Exercise instructions →
Search the records for the word "config". Copy every line where it appears.

Source records →
--- START ---

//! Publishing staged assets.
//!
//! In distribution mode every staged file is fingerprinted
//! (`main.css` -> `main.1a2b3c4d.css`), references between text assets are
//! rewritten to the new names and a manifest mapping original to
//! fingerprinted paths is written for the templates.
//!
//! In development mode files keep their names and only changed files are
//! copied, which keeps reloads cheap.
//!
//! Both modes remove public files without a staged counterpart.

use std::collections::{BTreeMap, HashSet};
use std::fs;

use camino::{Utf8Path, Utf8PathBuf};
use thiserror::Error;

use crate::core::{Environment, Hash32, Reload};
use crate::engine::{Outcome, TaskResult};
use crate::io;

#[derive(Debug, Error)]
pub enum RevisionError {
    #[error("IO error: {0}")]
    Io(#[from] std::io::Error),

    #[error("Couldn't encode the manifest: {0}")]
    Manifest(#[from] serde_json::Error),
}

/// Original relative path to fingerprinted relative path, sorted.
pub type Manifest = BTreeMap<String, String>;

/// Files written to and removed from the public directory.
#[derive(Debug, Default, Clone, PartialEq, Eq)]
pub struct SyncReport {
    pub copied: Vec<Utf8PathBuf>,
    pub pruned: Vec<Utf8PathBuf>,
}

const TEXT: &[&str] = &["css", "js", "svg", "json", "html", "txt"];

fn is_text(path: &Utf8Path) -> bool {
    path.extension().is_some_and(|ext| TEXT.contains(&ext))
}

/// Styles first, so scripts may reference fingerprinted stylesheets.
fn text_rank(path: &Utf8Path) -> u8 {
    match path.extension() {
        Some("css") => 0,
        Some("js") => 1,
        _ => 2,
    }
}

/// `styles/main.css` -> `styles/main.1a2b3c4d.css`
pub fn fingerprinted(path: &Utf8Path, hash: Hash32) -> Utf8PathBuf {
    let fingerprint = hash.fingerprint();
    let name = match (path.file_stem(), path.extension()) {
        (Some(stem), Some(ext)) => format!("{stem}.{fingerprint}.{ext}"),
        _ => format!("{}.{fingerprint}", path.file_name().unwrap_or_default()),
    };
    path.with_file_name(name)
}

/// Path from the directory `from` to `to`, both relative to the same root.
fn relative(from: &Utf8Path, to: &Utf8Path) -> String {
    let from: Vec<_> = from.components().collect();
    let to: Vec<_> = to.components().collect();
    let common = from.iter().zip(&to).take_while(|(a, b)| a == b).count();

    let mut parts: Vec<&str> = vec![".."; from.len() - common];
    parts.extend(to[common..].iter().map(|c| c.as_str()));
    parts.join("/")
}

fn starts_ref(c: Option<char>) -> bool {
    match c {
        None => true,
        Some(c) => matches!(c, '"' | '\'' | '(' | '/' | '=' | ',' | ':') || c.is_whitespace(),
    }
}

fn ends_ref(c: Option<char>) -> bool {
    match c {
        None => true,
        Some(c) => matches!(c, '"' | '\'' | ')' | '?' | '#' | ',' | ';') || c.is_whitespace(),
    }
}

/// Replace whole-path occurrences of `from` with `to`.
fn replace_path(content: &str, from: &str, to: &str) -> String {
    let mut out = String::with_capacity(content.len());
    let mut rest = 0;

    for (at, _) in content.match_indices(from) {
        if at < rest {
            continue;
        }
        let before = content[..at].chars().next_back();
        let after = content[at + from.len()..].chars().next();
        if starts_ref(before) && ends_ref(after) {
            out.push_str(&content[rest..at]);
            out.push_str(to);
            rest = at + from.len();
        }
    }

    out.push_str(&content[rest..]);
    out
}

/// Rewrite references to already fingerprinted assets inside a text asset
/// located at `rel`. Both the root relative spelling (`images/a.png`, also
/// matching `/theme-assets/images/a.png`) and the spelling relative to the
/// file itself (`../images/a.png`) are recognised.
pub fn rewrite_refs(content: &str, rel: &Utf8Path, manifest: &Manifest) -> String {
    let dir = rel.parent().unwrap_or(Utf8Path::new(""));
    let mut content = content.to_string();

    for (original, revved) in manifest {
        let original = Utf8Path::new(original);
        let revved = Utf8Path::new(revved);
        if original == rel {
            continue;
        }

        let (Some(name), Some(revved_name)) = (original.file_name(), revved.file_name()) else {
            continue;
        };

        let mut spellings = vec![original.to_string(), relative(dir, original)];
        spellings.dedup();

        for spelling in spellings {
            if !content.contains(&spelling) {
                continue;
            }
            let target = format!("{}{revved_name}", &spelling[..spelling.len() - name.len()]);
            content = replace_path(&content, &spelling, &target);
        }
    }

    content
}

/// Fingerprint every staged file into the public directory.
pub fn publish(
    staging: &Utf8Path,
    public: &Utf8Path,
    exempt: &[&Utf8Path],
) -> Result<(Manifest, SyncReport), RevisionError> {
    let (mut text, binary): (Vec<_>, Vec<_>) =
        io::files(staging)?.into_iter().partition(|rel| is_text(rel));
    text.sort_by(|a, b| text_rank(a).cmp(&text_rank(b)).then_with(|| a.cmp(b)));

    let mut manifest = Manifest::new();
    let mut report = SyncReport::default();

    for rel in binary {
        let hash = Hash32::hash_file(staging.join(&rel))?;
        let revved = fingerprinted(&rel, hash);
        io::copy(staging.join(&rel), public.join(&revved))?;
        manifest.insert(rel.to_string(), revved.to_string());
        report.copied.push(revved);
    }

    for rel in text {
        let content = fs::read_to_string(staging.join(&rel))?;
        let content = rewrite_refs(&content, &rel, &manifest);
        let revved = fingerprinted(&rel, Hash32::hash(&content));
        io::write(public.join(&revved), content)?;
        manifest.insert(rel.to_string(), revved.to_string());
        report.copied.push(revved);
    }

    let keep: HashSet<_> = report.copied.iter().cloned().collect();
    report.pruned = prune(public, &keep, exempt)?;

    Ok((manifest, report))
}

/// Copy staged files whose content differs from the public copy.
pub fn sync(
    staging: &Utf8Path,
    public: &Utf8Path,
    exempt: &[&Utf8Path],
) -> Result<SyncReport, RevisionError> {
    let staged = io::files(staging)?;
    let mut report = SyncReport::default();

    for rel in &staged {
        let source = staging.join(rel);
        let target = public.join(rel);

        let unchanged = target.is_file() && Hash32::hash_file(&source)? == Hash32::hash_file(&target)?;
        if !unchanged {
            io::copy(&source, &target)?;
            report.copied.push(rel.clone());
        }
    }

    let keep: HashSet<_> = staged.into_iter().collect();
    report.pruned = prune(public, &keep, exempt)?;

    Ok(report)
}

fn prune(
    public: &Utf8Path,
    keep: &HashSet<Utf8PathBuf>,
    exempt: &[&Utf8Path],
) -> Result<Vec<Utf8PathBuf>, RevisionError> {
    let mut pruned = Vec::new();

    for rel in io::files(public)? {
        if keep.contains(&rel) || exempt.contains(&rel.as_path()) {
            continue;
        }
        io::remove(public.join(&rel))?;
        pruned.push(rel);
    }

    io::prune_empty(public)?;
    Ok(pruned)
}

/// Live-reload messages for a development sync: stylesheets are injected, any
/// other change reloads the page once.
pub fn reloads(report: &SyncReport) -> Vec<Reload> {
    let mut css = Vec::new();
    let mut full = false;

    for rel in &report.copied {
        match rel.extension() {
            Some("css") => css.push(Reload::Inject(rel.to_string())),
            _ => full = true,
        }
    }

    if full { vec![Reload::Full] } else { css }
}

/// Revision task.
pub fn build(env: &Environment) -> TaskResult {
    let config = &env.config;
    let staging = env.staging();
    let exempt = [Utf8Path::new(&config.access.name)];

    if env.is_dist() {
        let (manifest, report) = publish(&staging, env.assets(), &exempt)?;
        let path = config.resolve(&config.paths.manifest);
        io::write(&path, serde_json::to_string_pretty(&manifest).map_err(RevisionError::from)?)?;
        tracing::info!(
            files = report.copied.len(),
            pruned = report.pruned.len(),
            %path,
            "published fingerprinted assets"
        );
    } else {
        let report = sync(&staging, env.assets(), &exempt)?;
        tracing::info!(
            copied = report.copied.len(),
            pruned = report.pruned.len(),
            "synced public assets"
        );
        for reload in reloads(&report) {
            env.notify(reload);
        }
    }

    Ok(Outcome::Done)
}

--- END ---

Solution →
    let config = &env.config;
    let exempt = [Utf8Path::new(&config.access.name)];
        let path = config.resolve(&config.paths.manifest);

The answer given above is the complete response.